Regions with significant populations
- Brunei: 42,000 (2026) (Belait, Temburong, and Tutong districts) Malaysia Sabah: 81,000 (2026) (Beaufort, Kuala Penyu, and Sipitang districts) Sarawak: 7,000 (1984) (Lawas and Limbang districts) Labuan United States: 15,000 (2026) (around Texas)

Languages
- Sabah Bisaya, Brunei Bisaya, Sabah Malay, Sarawak Malay, Brunei Malay, Standard Malay, English

Religion
- Islam (Sunni) (Brunei, Sabah, and Labuan) Christianity (Roman Catholic and Protestant) and animism (Sarawak)

Related ethnic groups
- Dusunic related peoples; (Kadazan; Dusun; Kwijau; Paitan; Tatana, Lotud; Brunei Dusun; Rungus; Kadazan-Dusun); Dayak • Iban • Melanau • Lun Bawang/Dayeh • Murut • Kedayan • other Austronesian peoples

= Bisaya (Borneo) =

Indigenous ethnic group of Borneo

The Bisaya people, or simply the Bisayas, are an Austronesian ethnic group indigenous to East Malaysia and Brunei. Their populations are concentrated within Sabah's Interior Division, specifically on Klias Peninsula; along the Padas and Klias riverbanks, down to the coastal estuary within the districts of Beaufort, Kuala Penyu, and Sipitang in the southwestern area; the Federal Territory of Labuan; and in the Lawas and Limbang districts of Sarawak. The Bisaya tribe bears many similarities to the Tatana Dusun tribe, especially in terms of language, as there is a high degree of mutual intelligibility between the two groups. In Brunei, they are referred to as both Dusun and Bisaya while being included in the official Malay ethnic designation within the country's official national census, where they are located in the Belait, Temburong, and Tutong districts.

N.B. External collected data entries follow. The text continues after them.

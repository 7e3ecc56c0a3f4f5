//! Request/response protocol between the zkplay front-end and its engine.
//!
//! The engine runs in its own execution context, a dedicated worker thread
//! hosting an [`Engine`] implementation, and is reached only by message
//! passing. A [`ProtocolClient`] dispatches requests fire-and-forget and
//! fans every response out to its [`Subscription`]s; each consumer filters
//! the messages that concern it. The [`session`] module layers the compile
//! and execute view models on top.

pub mod client;
pub mod config;
pub mod engine;
mod error;
pub mod message;
pub mod process;
pub mod session;

pub use client::{ProtocolClient, Subscription};
pub use config::SessionConfig;
pub use engine::{Engine, EngineHost, Interrupt};
pub use error::{EngineError, ProtocolError, SessionError};
pub use message::{
    Artifacts, ComputeOutput, ComputeRequest, EngineFailure, Request, RequestEnvelope, RequestId,
    RequestKind, Response, ResponseBody, Span,
};
pub use process::ProcessEngine;
pub use session::{
    CompilerPanel, ExecutionOutput, ExecutorPanel, Phase, Session, SessionEvent, StatusLevel,
    StatusLine,
};
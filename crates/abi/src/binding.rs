//! Per-input editing state for a loaded ABI.

use crate::coerce::{coerce, CandidateValue};
use crate::descriptor::{Abi, TypeDescriptor};
use crate::schema::{SchemaBuilder, ValidationRule};
use crate::validate::Verdict;
use crate::SchemaError;

/// One top-level ABI input together with its current edit.
#[derive(Debug)]
pub struct InputBinding {
    name: String,
    descriptor: TypeDescriptor,
    raw: String,
    value: CandidateValue,
    rule: ValidationRule,
    verdict: Verdict,
}

impl InputBinding {
    fn new(name: String, descriptor: TypeDescriptor, rule: ValidationRule) -> Self {
        let mut binding = InputBinding {
            name,
            descriptor,
            raw: String::new(),
            value: CandidateValue::Null,
            rule,
            verdict: Verdict::valid(),
        };
        binding.edit(String::new());
        binding
    }

    fn edit(&mut self, raw: String) {
        self.value = coerce(&self.descriptor, &raw);
        self.verdict = self.rule.validate(&self.value);
        self.raw = raw;
    }

    pub fn name(&self) -> &str {
        &self.name
    }

    pub fn descriptor(&self) -> &TypeDescriptor {
        &self.descriptor
    }

    pub fn raw(&self) -> &str {
        &self.raw
    }

    pub fn value(&self) -> &CandidateValue {
        &self.value
    }

    pub fn rule(&self) -> &ValidationRule {
        &self.rule
    }

    pub fn verdict(&self) -> &Verdict {
        &self.verdict
    }

    /// Whether the input should be flagged: edited and failing validation.
    ///
    /// An input nobody has typed into yet is never flagged.
    pub fn is_invalid(&self) -> bool {
        !self.raw.is_empty() && !self.verdict.valid
    }
}

/// The ordered set of bindings for one ABI.
///
/// Rebuilt from scratch whenever a new ABI is loaded.
#[derive(Debug, Default)]
pub struct InputSet {
    bindings: Vec<InputBinding>,
}

impl InputSet {
    /// Build one binding per ABI input, compiling every rule up front.
    pub fn from_abi(abi: &Abi) -> Result<Self, SchemaError> {
        let rules = SchemaBuilder::build_abi(abi)?;
        let bindings = abi
            .inputs
            .iter()
            .zip(rules)
            .map(|(input, rule)| InputBinding::new(input.name.clone(), input.ty.clone(), rule))
            .collect();
        Ok(InputSet { bindings })
    }

    /// Replace the raw text of an input; returns `None` for an unknown name.
    pub fn set(&mut self, name: &str, raw: impl Into<String>) -> Option<&InputBinding> {
        let binding = self.bindings.iter_mut().find(|b| b.name == name)?;
        binding.edit(raw.into());
        Some(binding)
    }

    pub fn get(&self, name: &str) -> Option<&InputBinding> {
        self.bindings.iter().find(|b| b.name == name)
    }

    pub fn iter(&self) -> impl Iterator<Item = &InputBinding> {
        self.bindings.iter()
    }

    pub fn len(&self) -> usize {
        self.bindings.len()
    }

    pub fn is_empty(&self) -> bool {
        self.bindings.is_empty()
    }

    /// True when every input currently passes local validation.
    pub fn all_valid(&self) -> bool {
        self.bindings.iter().all(|b| b.verdict.valid)
    }

    /// The argument list for a compute request: input `i` at position `i`.
    pub fn arguments(&self) -> Vec<CandidateValue> {
        self.bindings.iter().map(|b| b.value.clone()).collect()
    }
}
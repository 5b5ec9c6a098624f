// service/polling.rs
use std::future::Future;
use std::time::Duration;

use tokio::task::JoinHandle;
use tokio::time::{interval_at, Instant, MissedTickBehavior};

/// Whether the view hosting a poller is on screen.
#[derive(Debug, Clone, Copy, PartialEq, Eq)]
pub enum Visibility {
    Visible,
    Hidden,
}

#[derive(Debug, Clone, Copy, PartialEq, Eq)]
pub enum PollerState {
    Idle,
    Polling,
}

/// Owns a running poll task. Dropping the handle aborts the task.
#[derive(Debug)]
pub struct PollHandle {
    name: String,
    task: JoinHandle<()>,
}

impl PollHandle {
    /// Takes ownership of an already spawned background task.
    pub fn adopt(name: impl Into<String>, task: JoinHandle<()>) -> Self {
        Self {
            name: name.into(),
            task,
        }
    }

    pub fn name(&self) -> &str {
        &self.name
    }

    pub fn is_running(&self) -> bool {
        !self.task.is_finished()
    }

    pub fn stop(self) {
        tracing::debug!("Stopping poller {}", self.name);
    }
}

impl Drop for PollHandle {
    fn drop(&mut self) {
        self.task.abort();
    }
}

/// Shortest period a poller will run at.
pub const MIN_PERIOD: Duration = Duration::from_millis(1);

/// Runs `tick` every `period`. With `immediate` the first run happens now,
/// otherwise one period from now. A slow tick delays the next one rather
/// than causing a burst. A zero period is raised to [`MIN_PERIOD`].
pub fn spawn_poll<F, Fut>(
    name: impl Into<String>,
    period: Duration,
    immediate: bool,
    mut tick: F,
) -> PollHandle
where
    F: FnMut() -> Fut + Send + 'static,
    Fut: Future<Output = ()> + Send + 'static,
{
    let name = name.into();
    let task_name = name.clone();
    let period = if period.is_zero() {
        tracing::warn!("Poller {} given a zero period, using {:?}", name, MIN_PERIOD);
        MIN_PERIOD
    } else {
        period
    };

    let task = tokio::spawn(async move {
        let start = if immediate {
            Instant::now()
        } else {
            Instant::now() + period
        };
        let mut interval = interval_at(start, period);
        interval.set_missed_tick_behavior(MissedTickBehavior::Delay);

        tracing::debug!("Poller {} started, every {:?}", task_name, period);
        loop {
            interval.tick().await;
            tick().await;
        }
    });

    PollHandle { name, task }
}
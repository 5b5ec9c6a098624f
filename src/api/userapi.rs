// api/userapi.rs
use async_trait::async_trait;
use serde_json::json;

use super::client::{RequestOptions, ResourceClient};
use crate::{
    dtos::userdtos::{AuthResponseDto, LoginUserDto, RegisterPayload},
    error::ClientError,
    models::usermodel::Profile,
};

#[async_trait]
pub trait UserExt {
    async fn login(&self, dto: &LoginUserDto) -> Result<AuthResponseDto, ClientError>;

    async fn register(&self, payload: &RegisterPayload) -> Result<AuthResponseDto, ClientError>;

    async fn logout(&self) -> Result<(), ClientError>;

    async fn get_current_user(&self) -> Result<Profile, ClientError>;
}

#[async_trait]
impl UserExt for ResourceClient {
    async fn login(&self, dto: &LoginUserDto) -> Result<AuthResponseDto, ClientError> {
        let body = json!({ "email": dto.email, "password": dto.password });
        self.request("/login", RequestOptions::post().json(body))
            .await?
            .decode(&[])
    }

    async fn register(&self, payload: &RegisterPayload) -> Result<AuthResponseDto, ClientError> {
        let body = serde_json::to_value(payload)?;
        self.request("/register", RequestOptions::post().json(body))
            .await?
            .decode(&[])
    }

    async fn logout(&self) -> Result<(), ClientError> {
        self.request("/logout", RequestOptions::post())
            .await?
            .expect_ok()
    }

    async fn get_current_user(&self) -> Result<Profile, ClientError> {
        self.request("/user/current", RequestOptions::get())
            .await?
            .decode(&["user", "profile"])
    }
}
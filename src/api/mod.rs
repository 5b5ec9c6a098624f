pub mod chatapi;
pub mod client;
pub mod notificationapi;
pub mod reviewapi;
pub mod userapi;
pub mod workrequestapi;

pub use client::{RawResponse, RequestBody, RequestOptions, ResourceClient};
pub mod api;
pub mod config;
pub mod dtos;
pub mod error;
pub mod guard;
pub mod models;
pub mod navigation;
pub mod service;
pub mod session;

use std::sync::Arc;

use api::ResourceClient;
use config::Config;
use error::ClientError;
use service::{
    auth_service::AuthService, chat_service::ChatService,
    notification_service::NotificationService, review_service::ReviewService,
    work_request_service::WorkRequestService,
};
use session::{
    token_store::{FileTokenStore, TokenStore},
    SessionStore,
};

/// Everything a running client needs, built once at start.
#[derive(Debug, Clone)]
pub struct AppState {
    pub env: Config,
    pub session: Arc<SessionStore>,
    pub client: Arc<ResourceClient>,
    pub auth_service: AuthService,
    pub work_request_service: WorkRequestService,
    pub notification_service: NotificationService,
    pub chat_service: ChatService,
    pub review_service: ReviewService,
}

impl AppState {
    pub fn new(config: Config) -> Result<Self, ClientError> {
        let store = Arc::new(FileTokenStore::new(config.session_file.clone()));
        tracing::debug!("Session file at {}", store.path().display());
        Self::with_token_store(config, store)
    }

    pub fn with_token_store(
        config: Config,
        store: Arc<dyn TokenStore>,
    ) -> Result<Self, ClientError> {
        let session = Arc::new(SessionStore::new(store));
        let client = Arc::new(ResourceClient::new(
            &config.api_base_url,
            config.http_timeout,
            session.clone(),
        )?);

        let work_request_service = WorkRequestService::new(client.clone());
        let chat_service = ChatService::new(
            client.clone(),
            work_request_service.clone(),
            config.chat_poll,
            config.conversations_poll,
        );

        Ok(AppState {
            auth_service: AuthService::new(client.clone()),
            notification_service: NotificationService::new(
                client.clone(),
                config.notification_poll,
            ),
            review_service: ReviewService::new(client.clone()),
            work_request_service,
            chat_service,
            env: config,
            session,
            client,
        })
    }

    /// Signs out; every poller checks the session and stops fetching on its own.
    pub async fn sign_out(&self) {
        self.auth_service.sign_out().await;
    }
}
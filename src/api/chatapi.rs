// api/chatapi.rs
use async_trait::async_trait;

use super::client::{RequestOptions, ResourceClient};
use crate::{
    dtos::chatdtos::SendMessageDto,
    error::ClientError,
    models::chatmodels::{Conversation, Message},
};

#[async_trait]
pub trait ChatExt {
    async fn get_conversations(&self) -> Result<Vec<Conversation>, ClientError>;

    async fn get_messages(
        &self,
        work_request_id: i64,
        other_user_id: i64,
    ) -> Result<Vec<Message>, ClientError>;

    async fn send_message(&self, dto: &SendMessageDto) -> Result<Message, ClientError>;

    async fn mark_conversation_read(
        &self,
        work_request_id: i64,
        sender_id: i64,
    ) -> Result<(), ClientError>;
}

#[async_trait]
impl ChatExt for ResourceClient {
    async fn get_conversations(&self) -> Result<Vec<Conversation>, ClientError> {
        self.request("/chat/conversations", RequestOptions::get())
            .await?
            .decode(&["conversations"])
    }

    async fn get_messages(
        &self,
        work_request_id: i64,
        other_user_id: i64,
    ) -> Result<Vec<Message>, ClientError> {
        let path = format!("/chat/{}", work_request_id);
        self.request(&path, RequestOptions::get().query("other_user_id", other_user_id))
            .await?
            .decode(&["messages"])
    }

    async fn send_message(&self, dto: &SendMessageDto) -> Result<Message, ClientError> {
        self.request("/chat", RequestOptions::post().json(serde_json::to_value(dto)?))
            .await?
            .decode(&["message"])
    }

    async fn mark_conversation_read(
        &self,
        work_request_id: i64,
        sender_id: i64,
    ) -> Result<(), ClientError> {
        let path = format!("/chat/mark-notifications-read/{}/{}", work_request_id, sender_id);
        self.request(&path, RequestOptions::post())
            .await?
            .expect_ok()
    }
}
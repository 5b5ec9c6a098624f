// dtos/chatdtos.rs
use serde::{Deserialize, Serialize};
use validator::Validate;

#[derive(Debug, Clone, Serialize, Deserialize, Validate)]
pub struct SendMessageDto {
    pub work_request_id: i64,
    pub receiver_id: i64,
    #[validate(length(
        min = 1,
        max = 5000,
        message = "Message must be between 1 and 5000 characters"
    ))]
    pub content: String,
}

#[derive(Debug, Clone, Serialize, Deserialize)]
pub struct MessagesQuery {
    pub other_user_id: i64,
}
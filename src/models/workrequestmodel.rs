// models/workrequestmodel.rs
use chrono::{DateTime, Utc};
use serde::{Deserialize, Deserializer, Serialize};

pub const MIN_BUDGET: f64 = 50.0;

#[derive(Debug, Serialize, Deserialize, Clone, Copy, PartialEq, Eq, Hash)]
#[serde(rename_all = "snake_case")]
pub enum WorkRequestStatus {
    New,
    InProgress,
    PendingPayment,
    Completed,
    Delayed,
    Cancelled,
}

impl WorkRequestStatus {
    pub fn to_str(&self) -> &str {
        match self {
            WorkRequestStatus::New => "new",
            WorkRequestStatus::InProgress => "in_progress",
            WorkRequestStatus::PendingPayment => "pending_payment",
            WorkRequestStatus::Completed => "completed",
            WorkRequestStatus::Delayed => "delayed",
            WorkRequestStatus::Cancelled => "cancelled",
        }
    }

    /// Completed and cancelled requests are archived and accept no further changes.
    pub fn is_terminal(&self) -> bool {
        matches!(self, WorkRequestStatus::Completed | WorkRequestStatus::Cancelled)
    }

    /// Whether a negotiated change from `self` to `next` may be proposed.
    /// Nothing leaves a terminal status and nothing goes back to `new`.
    pub fn can_move_to(&self, next: WorkRequestStatus) -> bool {
        !self.is_terminal() && next != *self && next != WorkRequestStatus::New
    }
}

#[derive(Debug, Serialize, Deserialize, Clone, Copy, PartialEq, Eq)]
#[serde(rename_all = "lowercase")]
pub enum ServiceType {
    Local,
    Freelance,
    #[serde(alias = "Support")]
    Support,
}

impl ServiceType {
    pub fn to_str(&self) -> &str {
        match self {
            ServiceType::Local => "local",
            ServiceType::Freelance => "freelance",
            ServiceType::Support => "support",
        }
    }
}

/// Status of a work request together with any unconfirmed proposal.
#[derive(Debug, Clone, Copy, PartialEq, Eq)]
pub enum StatusState {
    Settled(WorkRequestStatus),
    ProposedChange {
        current: WorkRequestStatus,
        proposed: WorkRequestStatus,
        proposer_id: i64,
    },
}

impl StatusState {
    pub fn current(&self) -> WorkRequestStatus {
        match self {
            StatusState::Settled(status) => *status,
            StatusState::ProposedChange { current, .. } => *current,
        }
    }

    pub fn pending(&self) -> Option<(WorkRequestStatus, i64)> {
        match self {
            StatusState::Settled(_) => None,
            StatusState::ProposedChange {
                proposed,
                proposer_id,
                ..
            } => Some((*proposed, *proposer_id)),
        }
    }

    pub fn is_closed(&self) -> bool {
        self.current().is_terminal()
    }

    /// True when `user_id` proposed the pending change and must wait for the counterpart.
    pub fn is_awaiting_counterpart_of(&self, user_id: i64) -> bool {
        matches!(self.pending(), Some((_, proposer)) if proposer == user_id)
    }
}

#[derive(Debug, Clone, PartialEq, Serialize, Deserialize)]
#[serde(try_from = "WorkRequestRecord", into = "WorkRequestRecord")]
pub struct WorkRequest {
    pub id: i64,
    pub owner_id: i64,
    pub title: String,
    pub description: String,
    pub service_type: ServiceType,
    pub city: Option<String>,
    pub category_ids: Vec<i64>,
    pub skill_ids: Vec<i64>,
    pub budget_min: Option<f64>,
    pub budget_max: Option<f64>,
    pub duration: Option<String>,
    pub provider_id: Option<i64>,
    pub state: StatusState,
    pub created_at: Option<DateTime<Utc>>,
}

impl WorkRequest {
    pub fn status(&self) -> WorkRequestStatus {
        self.state.current()
    }

    pub fn is_closed(&self) -> bool {
        self.state.is_closed()
    }

    /// Owner, assigned provider, or nobody.
    pub fn is_party(&self, user_id: i64) -> bool {
        self.owner_id == user_id || self.provider_id == Some(user_id)
    }
}

/// Wire shape of a work request, with the pending proposal spread over two optional fields.
#[derive(Debug, Clone, Serialize, Deserialize)]
pub struct WorkRequestRecord {
    pub id: i64,
    #[serde(alias = "user_id")]
    pub owner_id: i64,
    pub title: String,
    #[serde(default)]
    pub description: String,
    pub service_type: ServiceType,
    #[serde(default)]
    pub city: Option<String>,
    #[serde(default)]
    pub category_ids: Vec<i64>,
    #[serde(default)]
    pub skill_ids: Vec<i64>,
    #[serde(default, deserialize_with = "de_opt_amount")]
    pub budget_min: Option<f64>,
    #[serde(default, deserialize_with = "de_opt_amount")]
    pub budget_max: Option<f64>,
    #[serde(default)]
    pub duration: Option<String>,
    #[serde(default)]
    pub provider_id: Option<i64>,
    pub status: WorkRequestStatus,
    #[serde(default)]
    pub pending_status: Option<WorkRequestStatus>,
    #[serde(default)]
    pub pending_status_changed_by: Option<i64>,
    #[serde(default)]
    pub created_at: Option<DateTime<Utc>>,
}

impl TryFrom<WorkRequestRecord> for WorkRequest {
    type Error = String;

    fn try_from(record: WorkRequestRecord) -> Result<Self, Self::Error> {
        let state = match (record.pending_status, record.pending_status_changed_by) {
            (Some(proposed), Some(proposer_id)) if proposed != record.status => {
                StatusState::ProposedChange {
                    current: record.status,
                    proposed,
                    proposer_id,
                }
            }
            (Some(_), None) => {
                return Err(format!(
                    "work request {} has a pending status without a proposer",
                    record.id
                ))
            }
            _ => StatusState::Settled(record.status),
        };

        if let (Some(min), Some(max)) = (record.budget_min, record.budget_max) {
            if max < min {
                return Err(format!(
                    "work request {} has budget_max {} below budget_min {}",
                    record.id, max, min
                ));
            }
        }

        Ok(WorkRequest {
            id: record.id,
            owner_id: record.owner_id,
            title: record.title,
            description: record.description,
            service_type: record.service_type,
            city: record.city.filter(|city| !city.trim().is_empty()),
            category_ids: record.category_ids,
            skill_ids: record.skill_ids,
            budget_min: record.budget_min,
            budget_max: record.budget_max,
            duration: record.duration,
            provider_id: record.provider_id,
            state,
            created_at: record.created_at,
        })
    }
}

impl From<WorkRequest> for WorkRequestRecord {
    fn from(request: WorkRequest) -> Self {
        let (pending_status, pending_status_changed_by) = match request.state.pending() {
            Some((proposed, proposer)) => (Some(proposed), Some(proposer)),
            None => (None, None),
        };

        WorkRequestRecord {
            id: request.id,
            owner_id: request.owner_id,
            title: request.title,
            description: request.description,
            service_type: request.service_type,
            city: request.city,
            category_ids: request.category_ids,
            skill_ids: request.skill_ids,
            budget_min: request.budget_min,
            budget_max: request.budget_max,
            duration: request.duration,
            provider_id: request.provider_id,
            status: request.state.current(),
            pending_status,
            pending_status_changed_by,
            created_at: request.created_at,
        }
    }
}

// Decimal columns come back as strings ("60.00") from some endpoints.
fn de_opt_amount<'de, D>(deserializer: D) -> Result<Option<f64>, D::Error>
where
    D: Deserializer<'de>,
{
    #[derive(Deserialize)]
    #[serde(untagged)]
    enum Amount {
        Number(f64),
        Text(String),
    }

    match Option::<Amount>::deserialize(deserializer)? {
        None => Ok(None),
        Some(Amount::Number(value)) => Ok(Some(value)),
        Some(Amount::Text(text)) if text.trim().is_empty() => Ok(None),
        Some(Amount::Text(text)) => text
            .trim()
            .parse::<f64>()
            .map(Some)
            .map_err(|_| serde::de::Error::custom(format!("invalid amount: {}", text))),
    }
}
use std::str::FromStr;

use anyhow::Context;
use dotenv::dotenv;
use tokio::sync::watch;
use tracing_subscriber::filter::LevelFilter;

use workdesk::{
    config::Config, dtos::userdtos::LoginUserDto, service::polling::Visibility, AppState,
};

#[tokio::main]
async fn main() -> anyhow::Result<()> {
    dotenv().ok();

    let config = Config::init().context("Failed to load configuration")?;

    let level = LevelFilter::from_str(&config.log_level).unwrap_or(LevelFilter::DEBUG);
    tracing_subscriber::fmt().with_max_level(level).init();
    let app_state = AppState::new(config.clone()).context("Failed to build client")?;

    let session = match app_state.auth_service.restore() {
        Some(session) => session,
        None => {
            let (email, password) = match (config.email.clone(), config.password.clone()) {
                (Some(email), Some(password)) => (email, password),
                _ => anyhow::bail!(
                    "No stored session; set WORKDESK_EMAIL and WORKDESK_PASSWORD to log in"
                ),
            };
            app_state
                .auth_service
                .login(LoginUserDto { email, password })
                .await
                .map_err(|e| anyhow::anyhow!(e.user_message().text))?
        }
    };
    tracing::info!(
        "Signed in as {} ({})",
        session.user.email,
        session.role().to_str()
    );

    let (_visibility_tx, visibility) = watch::channel(Visibility::Visible);
    app_state.notification_service.start(visibility);

    let mut inbox = app_state
        .chat_service
        .open_conversation_list()
        .await
        .map_err(|e| anyhow::anyhow!(e.user_message().text))?;

    let mut feed = app_state.notification_service.subscribe();
    let mut conversations = inbox.subscribe();

    loop {
        tokio::select! {
            _ = tokio::signal::ctrl_c() => {
                tracing::info!("Shutting down");
                break;
            }
            changed = feed.changed() => {
                if changed.is_err() {
                    break;
                }
                let snapshot = feed.borrow_and_update().clone();
                tracing::info!(
                    "Notifications: {} unread of {}",
                    snapshot.unread_count,
                    snapshot.notifications.len()
                );
                for notification in snapshot.notifications.iter().filter(|n| !n.is_read()) {
                    tracing::info!(
                        "  [{}] {}: {} -> {:?}",
                        notification.notification_type,
                        notification.title,
                        notification.message,
                        notification.route()
                    );
                }
            }
            changed = conversations.changed() => {
                if changed.is_err() {
                    break;
                }
                let unread: i64 = conversations
                    .borrow_and_update()
                    .iter()
                    .map(|c| c.unread_count)
                    .sum();
                tracing::info!("Conversations updated, {} unread messages", unread);
            }
        }
    }

    inbox.unmount();
    app_state.notification_service.stop();
    Ok(())
}
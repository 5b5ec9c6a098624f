// api/workrequestapi.rs
use async_trait::async_trait;
use reqwest::multipart::{Form, Part};

use super::client::{RequestOptions, ResourceClient};
use crate::{
    dtos::workrequestdtos::{AssignProviderDto, Attachment, CreateWorkRequestDto, UpdateStatusDto},
    error::ClientError,
    models::workrequestmodel::WorkRequest,
};

const ENVELOPE_KEYS: [&str; 2] = ["work_request", "work_requests"];

#[async_trait]
pub trait WorkRequestExt {
    async fn list_work_requests(&self) -> Result<Vec<WorkRequest>, ClientError>;

    async fn my_work_requests(&self) -> Result<Vec<WorkRequest>, ClientError>;

    async fn create_work_request(
        &self,
        dto: &CreateWorkRequestDto,
        attachments: &[Attachment],
    ) -> Result<WorkRequest, ClientError>;

    async fn update_work_request_status(
        &self,
        id: i64,
        dto: &UpdateStatusDto,
    ) -> Result<WorkRequest, ClientError>;

    async fn assign_provider(&self, id: i64, provider_id: i64) -> Result<WorkRequest, ClientError>;
}

fn multipart_body(
    dto: &CreateWorkRequestDto,
    attachments: &[Attachment],
) -> Result<Form, ClientError> {
    let mut form = Form::new();
    for (name, value) in dto.form_fields() {
        form = form.text(name, value);
    }
    for attachment in attachments {
        let part = Part::bytes(attachment.bytes.clone())
            .file_name(attachment.file_name.clone())
            .mime_str(&attachment.mime_type)?;
        form = form.part("attachments[]", part);
    }
    Ok(form)
}

#[async_trait]
impl WorkRequestExt for ResourceClient {
    async fn list_work_requests(&self) -> Result<Vec<WorkRequest>, ClientError> {
        self.request("/work-requests", RequestOptions::get())
            .await?
            .decode(&ENVELOPE_KEYS)
    }

    async fn my_work_requests(&self) -> Result<Vec<WorkRequest>, ClientError> {
        self.request("/work-requests/my", RequestOptions::get())
            .await?
            .decode(&ENVELOPE_KEYS)
    }

    async fn create_work_request(
        &self,
        dto: &CreateWorkRequestDto,
        attachments: &[Attachment],
    ) -> Result<WorkRequest, ClientError> {
        let options = if attachments.is_empty() {
            RequestOptions::post().json(serde_json::to_value(dto)?)
        } else {
            RequestOptions::post().multipart(multipart_body(dto, attachments)?)
        };

        self.request("/work-request", options)
            .await?
            .decode(&ENVELOPE_KEYS)
    }

    async fn update_work_request_status(
        &self,
        id: i64,
        dto: &UpdateStatusDto,
    ) -> Result<WorkRequest, ClientError> {
        let path = format!("/work-request/{}/status", id);
        self.request(&path, RequestOptions::put().json(serde_json::to_value(dto)?))
            .await?
            .decode(&ENVELOPE_KEYS)
    }

    async fn assign_provider(&self, id: i64, provider_id: i64) -> Result<WorkRequest, ClientError> {
        let path = format!("/work-request/{}/assign-provider", id);
        let body = serde_json::to_value(AssignProviderDto { provider_id })?;
        self.request(&path, RequestOptions::put().json(body))
            .await?
            .decode(&ENVELOPE_KEYS)
    }
}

Formerly animist-pagan and influenced by Buddhist-Hindu local governments, with strong spiritualist beliefs, the Bisaya form an important agricultural and fishing community within the northwestern coast of Borneo, with close connections to the Sultanate of Brunei.

The Bisaya people in Brunei, Sarawak, and Sabah share linguistic and cultural roots but differ in their religious practices and specific regional identities. Sabah Bisaya are mostly Muslim, concentrated along the southwestern coasts, including in Labuan; Sarawak Bisaya are mostly Christian, often found along the Limbang River; and Brunei Bisaya, with either Muslim or non-Muslim populations, are frequently classified as Dusun or Jati Dusun.

==Etymology==

The Sabah Bisaya during a joint celebration of Kaamatan

There are several theories regarding the origin of the name "Bisaya". It refers to an ethnic group who settled in northern Sarawak and Sabah (the former North Borneo) and also to the Ilonggo Bisaya of the Philippines. Based on a Bornean Bisaya legend recorded by the British colonial administrator and resident of North Borneo Derek Headly in 1950, when the sultan of Brunei reached the region of the Bisaya in west northern Borneo, he exclaimed "Bisai-yah!", which is a Brunei Malay word meaning "how beautiful!" Another theory holds that the term comes from the word Ma Bisa, meaning "ability" or "greatness", associated with the medical knowledge and traditional practices of this tribe.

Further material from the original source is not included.